What to do:
Every line from the start of the records below to the line containing "use crate::config::KeyBindings;" should be retyped exactly, that line included, and no others.

[Saved entries]
+++

//! TUI rendering and terminal management (impure shell)

pub mod constants;
mod help;
mod keypad;
mod layout;
mod styles;

pub use help::render_help_overlay;
pub use keypad::KeypadWidget;
pub use layout::{calculate_areas, fit_right, render_layout, visible_history, ScreenAreas};
pub use styles::{CalcStyles, ColorConfig, ACTION_COLOR};

use crate::config::KeyBindings;
use crate::model::KeyAction;
use crate::state::{detect_keypad_click, ActionOutcome, AppState};
use crossterm::{
    event::{
        self, DisableMouseCapture, EnableMouseCapture, Event, KeyCode, KeyEvent, KeyEventKind,
        KeyModifiers, MouseButton, MouseEvent, MouseEventKind,
    },
    terminal::{disable_raw_mode, enable_raw_mode, EnterAlternateScreen, LeaveAlternateScreen},
    ExecutableCommand,
};
use ratatui::{backend::CrosstermBackend, layout::Rect, Terminal};
use std::io::{self, Stdout};
use thiserror::Error;
use tracing::{debug, info, warn};

/// Errors that can occur during TUI operations
#[derive(Debug, Error)]
pub enum TuiError {
    /// IO error during terminal operations
    #[error("Terminal IO error: {0}")]
    Io(#[from] io::Error),
}

/// Settings the TUI starts with, resolved from config, env and CLI.
#[derive(Debug, Clone)]
pub struct TuiOptions {
    /// Key bindings, defaults plus config overrides.
    pub key_bindings: KeyBindings,
    /// Whether to draw with colors.
    pub color: ColorConfig,
    /// Whether to draw the on-screen keypad.
    pub show_keypad: bool,
}

impl Default for TuiOptions {
    fn default() -> Self {
        Self {
            key_bindings: KeyBindings::default(),
            color: ColorConfig::default(),
            show_keypad: true,
        }
    }
}

/// Main TUI application
///
/// Generic over backend to support testing with TestBackend
pub struct TuiApp<B>
where
    B: ratatui::backend::Backend,
{
    terminal: Terminal<B>,
    app_state: AppState,
    key_bindings: KeyBindings,
    styles: CalcStyles,
    /// Keypad area from the last draw (for mouse click detection)
    last_keypad_area: Option<Rect>,
}

impl TuiApp<CrosstermBackend<Stdout>> {
    /// Create and initialize a new TUI application
    ///
    /// Sets up terminal in raw mode with alternate screen and mouse capture
    pub fn new(options: TuiOptions) -> Result<Self, TuiError> {
        enable_raw_mode()?;
        let mut stdout = io::stdout();
        stdout.execute(EnterAlternateScreen)?;
        stdout.execute(EnableMouseCapture)?;
        let backend = CrosstermBackend::new(stdout);
        let terminal = Terminal::new(backend)?;

        Ok(Self::with_terminal(terminal, options))
    }

    /// Run the main event loop
    ///
    /// Returns when user quits (q or Ctrl+C). Blocks on input; nothing
    /// changes on screen without an event.
    pub fn run(&mut self) -> Result<(), TuiError> {
        self.draw()?;

        loop {
            match event::read()? {
                // Windows reports both press and release
                Event::Key(key) if key.kind == KeyEventKind::Press => {
                    if self.handle_key(key) {
                        return Ok(());
                    }
                }
                Event::Mouse(mouse) => self.handle_mouse(mouse),
                Event::Resize(width, height) => {
                    debug!(width, height, "Terminal resized");
                }
                _ => continue,
            }
            self.draw()?;
        }
    }
}

impl<B> TuiApp<B>
where
    B: ratatui::backend::Backend,
{
    fn with_terminal(terminal: Terminal<B>, options: TuiOptions) -> Self {
        let mut app_state = AppState::new();
        app_state.show_keypad = options.show_keypad;

        Self {
            terminal,
            app_state,
            key_bindings: options.key_bindings,
            styles: CalcStyles::with_color_config(options.color),
            last_keypad_area: None,
        }
    }

    /// Handle a key press. Returns true if the app should quit.
    fn handle_key(&mut self, key: KeyEvent) -> bool {
        // Ctrl+C always quits, even if rebound
        if key.code == KeyCode::Char('c') && key.modifiers.contains(KeyModifiers::CONTROL) {
            return true;
        }

        // Esc closes the help overlay instead of clearing the calculator
        if key.code == KeyCode::Esc && self.app_state.help_visible {
            self.app_state.help_visible = false;
            return false;
        }

        let Some(action) = self.key_bindings.get(key) else {
            return false;
        };

        self.dispatch(action)
    }

    fn handle_mouse(&mut self, mouse: MouseEvent) {
        if mouse.kind != MouseEventKind::Down(MouseButton::Left) {
            return;
        }
        let Some(keypad_area) = self.last_keypad_area else {
            return;
        };

        if let Some(token) = detect_keypad_click(mouse.column, mouse.row, keypad_area) {
            debug!(%token, "Keypad click");
            self.dispatch(KeyAction::Input(token));
        }
    }

    fn dispatch(&mut self, action: KeyAction) -> bool {
        match self.app_state.handle_action(action) {
            ActionOutcome::Continue => {
                if let Some(token) = action.token() {
                    let buffer = self.app_state.calculator().display();
                    debug!(%token, display = buffer, "Applied token");
                }
                false
            }
            ActionOutcome::Rejected(err) if err.is_silent() => {
                debug!(error = %err, "Ignored token");
                false
            }
            ActionOutcome::Rejected(err) => {
                warn!(error = %err, "Calculation rejected");
                false
            }
            ActionOutcome::Quit => {
                info!("Quit requested");
                true
            }
        }
    }

    fn draw(&mut self) -> Result<(), TuiError> {
        // Keypad area is computed ahead of the frame so clicks hit what is drawn
        let size = self.terminal.size()?;
        let frame_area = Rect::new(0, 0, size.width, size.height);
        self.last_keypad_area = calculate_areas(frame_area, self.app_state.show_keypad).keypad;

        self.terminal.draw(|frame| {
            render_layout(frame, &self.app_state, &self.styles);
        })?;

        Ok(())
    }
}

// ===== Test Helpers =====
//
// Only for tests within the crate. DO NOT use these in production code.

#[cfg(test)]
#[allow(dead_code)] // Not every helper is used by every test module
impl<B> TuiApp<B>
where
    B: ratatui::backend::Backend,
{
    /// Create TuiApp around an existing terminal (test-only constructor)
    pub(crate) fn new_for_test(terminal: Terminal<B>, options: TuiOptions) -> Self {
        Self::with_terminal(terminal, options)
    }

    /// Get reference to app state (test-only accessor)
    pub(crate) fn app_state(&self) -> &AppState {
        &self.app_state
    }

    /// Handle a single keyboard event. Returns true if app should quit.
    pub(crate) fn handle_key_test(&mut self, key: KeyEvent) -> bool {
        self.handle_key(key)
    }

    /// Handle a single mouse event (test-only accessor)
    pub(crate) fn handle_mouse_test(&mut self, mouse: MouseEvent) {
        self.handle_mouse(mouse)
    }

    /// Render a single frame to the backend (test-only accessor)
    pub(crate) fn render_test(&mut self) -> Result<(), TuiError> {
        self.draw()
    }

    /// Get reference to terminal for buffer inspection (test-only accessor)
    pub(crate) fn terminal(&self) -> &Terminal<B> {
        &self.terminal
    }
}

/// Run the interactive calculator until the user quits.
///
/// The terminal is restored even when the event loop fails.
pub fn run_with_options(options: TuiOptions) -> Result<(), TuiError> {
    let mut app = TuiApp::new(options)?;

    let result = app.run();

    // Always restore terminal state
    restore_terminal()?;

    result
}

/// Restore terminal to normal mode
fn restore_terminal() -> Result<(), TuiError> {
    disable_raw_mode()?;
    io::stdout().execute(DisableMouseCapture)?;
    io::stdout().execute(LeaveAlternateScreen)?;
    Ok(())
}

#[cfg(test)]
mod tests {
    use super::*;
    use ratatui::backend::TestBackend;

    fn create_test_app() -> TuiApp<TestBackend> {
        let terminal = Terminal::new(TestBackend::new(40, 30)).unwrap();
        TuiApp::new_for_test(terminal, TuiOptions::default())
    }

    fn press(app: &mut TuiApp<TestBackend>, c: char) -> bool {
        app.handle_key(KeyEvent::new(KeyCode::Char(c), KeyModifiers::NONE))
    }

    #[test]
    fn tui_error_from_io_error() {
        let io_err = io::Error::other("test error");
        let tui_err: TuiError = io_err.into();
        assert!(matches!(tui_err, TuiError::Io(_)));
    }

    #[test]
    fn handle_key_q_returns_true() {
        let mut app = create_test_app();
        assert!(press(&mut app, 'q'), "'q' should trigger quit");
    }

    #[test]
    fn handle_key_ctrl_c_returns_true() {
        let mut app = create_test_app();
        let key = KeyEvent::new(KeyCode::Char('c'), KeyModifiers::CONTROL);
        assert!(app.handle_key(key), "Ctrl+C should trigger quit");
    }

    #[test]
    fn unbound_key_is_ignored() {
        let mut app = create_test_app();
        assert!(!press(&mut app, 'a'));
        assert_eq!(app.app_state().calculator().display(), "");
    }

    #[test]
    fn typed_digits_reach_display() {
        let mut app = create_test_app();
        for c in "2:45".chars() {
            assert!(!press(&mut app, c));
        }
        assert_eq!(app.app_state().calculator().display(), "2:45");
    }

    #[derive(Clone, Default)]
    struct CapturedLogs(std::sync::Arc<std::sync::Mutex<Vec<u8>>>);

    impl io::Write for CapturedLogs {
        fn write(&mut self, buf: &[u8]) -> io::Result<usize> {
            self.0.lock().unwrap().extend_from_slice(buf);
            Ok(buf.len())
        }

        fn flush(&mut self) -> io::Result<()> {
            Ok(())
        }
    }

    #[test]
    fn applied_token_logs_current_display() {
        let logs = CapturedLogs::default();
        let writer = logs.clone();
        let subscriber = tracing_subscriber::fmt()
            .with_max_level(tracing::Level::DEBUG)
            .with_ansi(false)
            .with_writer(move || writer.clone())
            .finish();

        let mut app = create_test_app();
        tracing::subscriber::with_default(subscriber, || {
            for c in "1:3".chars() {
                press(&mut app, c);
            }
        });

        let output = String::from_utf8(logs.0.lock().unwrap().clone()).unwrap();
        assert!(output.contains("Applied token"), "{}", output);
        assert!(output.contains("display=\"1:3\""), "{}", output);
    }

    #[test]
    fn esc_closes_help_before_clearing() {
        let mut app = create_test_app();
        press(&mut app, '7');
        press(&mut app, '?');
        assert!(app.app_state().help_visible);

        app.handle_key(KeyEvent::new(KeyCode::Esc, KeyModifiers::NONE));
        assert!(!app.app_state().help_visible);
        assert_eq!(app.app_state().calculator().display(), "7");

        app.handle_key(KeyEvent::new(KeyCode::Esc, KeyModifiers::NONE));
        assert_eq!(app.app_state().calculator().display(), "");
    }

    #[test]
    fn divide_by_zero_shows_status() {
        let mut app = create_test_app();
        for c in "3/0".chars() {
            press(&mut app, c);
        }
        app.handle_key(KeyEvent::new(KeyCode::Enter, KeyModifiers::NONE));
        assert_eq!(app.app_state().status(), Some("Cannot divide by zero"));
        assert_eq!(app.app_state().calculator().display(), "0");
    }

    #[test]
    fn rebound_key_dispatches_new_action() {
        let mut bindings = KeyBindings::default();
        bindings.insert(
            KeyEvent::new(KeyCode::Char('h'), KeyModifiers::NONE),
            KeyAction::Help,
        );
        let terminal = Terminal::new(TestBackend::new(40, 30)).unwrap();
        let mut app = TuiApp::new_for_test(
            terminal,
            TuiOptions {
                key_bindings: bindings,
                ..TuiOptions::default()
            },
        );

        press(&mut app, 'h');
        assert!(app.app_state().help_visible);
    }

    #[test]
    fn click_before_first_draw_is_ignored() {
        let mut app = create_test_app();
        app.handle_mouse(MouseEvent {
            kind: MouseEventKind::Down(MouseButton::Left),
            column: 5,
            row: 20,
            modifiers: KeyModifiers::NONE,
        });
        assert_eq!(app.app_state().calculator().display(), "");
    }

    #[test]
    fn draw_records_keypad_area() {
        let mut app = create_test_app();
        app.draw().unwrap();
        assert_eq!(app.last_keypad_area, Some(Rect::new(0, 10, 40, 19)));
    }

    #[test]
    fn draw_without_keypad_records_none() {
        let terminal = Terminal::new(TestBackend::new(40, 30)).unwrap();
        let mut app = TuiApp::new_for_test(
            terminal,
            TuiOptions {
                show_keypad: false,
                ..TuiOptions::default()
            },
        );
        app.draw().unwrap();
        assert_eq!(app.last_keypad_area, None);
    }
}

+++

Exercise result:
//! TUI rendering and terminal management (impure shell)

pub mod constants;
mod help;
mod keypad;
mod layout;
mod styles;

pub use help::render_help_overlay;
pub use keypad::KeypadWidget;
pub use layout::{calculate_areas, fit_right, render_layout, visible_history, ScreenAreas};
pub use styles::{CalcStyles, ColorConfig, ACTION_COLOR};

use crate::config::KeyBindings;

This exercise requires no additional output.